* **REQUIRED WORK**
Scan the records for "statements". Report each line that includes it.

* **SOURCE RECORDS**
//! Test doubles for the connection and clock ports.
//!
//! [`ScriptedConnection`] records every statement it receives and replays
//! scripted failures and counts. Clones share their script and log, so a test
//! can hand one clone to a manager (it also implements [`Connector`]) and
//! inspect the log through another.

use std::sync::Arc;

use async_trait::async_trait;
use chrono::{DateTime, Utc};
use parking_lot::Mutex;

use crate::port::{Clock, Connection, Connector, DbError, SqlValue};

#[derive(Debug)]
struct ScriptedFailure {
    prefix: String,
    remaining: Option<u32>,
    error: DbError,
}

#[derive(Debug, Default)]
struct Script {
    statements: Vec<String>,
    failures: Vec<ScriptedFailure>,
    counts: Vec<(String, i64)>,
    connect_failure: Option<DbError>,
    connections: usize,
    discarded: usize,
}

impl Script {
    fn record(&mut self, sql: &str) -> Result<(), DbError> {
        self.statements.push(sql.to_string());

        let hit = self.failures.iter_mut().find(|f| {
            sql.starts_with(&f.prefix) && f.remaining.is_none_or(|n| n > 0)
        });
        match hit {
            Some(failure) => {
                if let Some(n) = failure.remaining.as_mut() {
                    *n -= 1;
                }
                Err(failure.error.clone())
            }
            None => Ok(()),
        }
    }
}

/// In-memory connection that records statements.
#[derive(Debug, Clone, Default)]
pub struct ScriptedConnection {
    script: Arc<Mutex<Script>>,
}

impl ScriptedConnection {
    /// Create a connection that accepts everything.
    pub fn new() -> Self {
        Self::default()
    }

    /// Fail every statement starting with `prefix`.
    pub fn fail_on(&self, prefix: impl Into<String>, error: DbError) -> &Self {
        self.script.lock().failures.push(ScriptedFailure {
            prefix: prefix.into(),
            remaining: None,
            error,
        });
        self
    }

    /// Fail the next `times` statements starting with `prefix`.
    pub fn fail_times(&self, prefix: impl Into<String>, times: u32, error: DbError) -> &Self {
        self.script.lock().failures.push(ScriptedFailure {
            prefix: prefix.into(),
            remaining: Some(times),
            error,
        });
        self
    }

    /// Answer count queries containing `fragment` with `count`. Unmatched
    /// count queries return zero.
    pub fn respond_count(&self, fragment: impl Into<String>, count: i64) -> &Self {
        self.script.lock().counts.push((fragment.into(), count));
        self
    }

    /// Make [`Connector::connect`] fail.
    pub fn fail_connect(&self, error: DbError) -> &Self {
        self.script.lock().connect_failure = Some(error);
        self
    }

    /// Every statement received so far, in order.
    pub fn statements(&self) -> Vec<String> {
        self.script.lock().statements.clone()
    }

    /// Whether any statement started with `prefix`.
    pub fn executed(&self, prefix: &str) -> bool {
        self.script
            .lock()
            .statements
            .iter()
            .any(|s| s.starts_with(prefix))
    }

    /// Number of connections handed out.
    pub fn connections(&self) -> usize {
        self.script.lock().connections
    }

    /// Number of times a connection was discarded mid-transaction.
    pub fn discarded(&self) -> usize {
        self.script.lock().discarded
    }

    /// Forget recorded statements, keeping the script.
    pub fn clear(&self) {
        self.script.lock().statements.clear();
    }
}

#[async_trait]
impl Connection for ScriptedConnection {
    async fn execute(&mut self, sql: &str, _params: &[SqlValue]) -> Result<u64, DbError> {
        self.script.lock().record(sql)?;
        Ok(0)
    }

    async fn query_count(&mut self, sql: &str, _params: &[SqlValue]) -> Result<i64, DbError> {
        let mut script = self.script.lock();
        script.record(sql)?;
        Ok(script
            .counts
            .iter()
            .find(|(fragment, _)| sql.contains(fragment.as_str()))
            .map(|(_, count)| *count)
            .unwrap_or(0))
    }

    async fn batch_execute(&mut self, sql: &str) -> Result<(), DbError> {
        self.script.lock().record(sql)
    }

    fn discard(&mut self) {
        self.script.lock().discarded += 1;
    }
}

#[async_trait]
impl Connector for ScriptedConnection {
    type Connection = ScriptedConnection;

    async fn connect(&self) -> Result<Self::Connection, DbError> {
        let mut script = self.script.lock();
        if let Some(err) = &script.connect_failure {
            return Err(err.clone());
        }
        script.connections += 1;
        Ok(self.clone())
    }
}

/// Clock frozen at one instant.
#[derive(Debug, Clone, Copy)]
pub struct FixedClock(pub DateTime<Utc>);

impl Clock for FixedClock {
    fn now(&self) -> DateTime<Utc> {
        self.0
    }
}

* **PROBLEM SOLUTION**
    statements: Vec<String>,
        self.statements.push(sql.to_string());
/// In-memory connection that records statements.
    /// Fail the next `times` statements starting with `prefix`.
    pub fn statements(&self) -> Vec<String> {
        self.script.lock().statements.clone()
            .statements
    /// Forget recorded statements, keeping the script.
        self.script.lock().statements.clear();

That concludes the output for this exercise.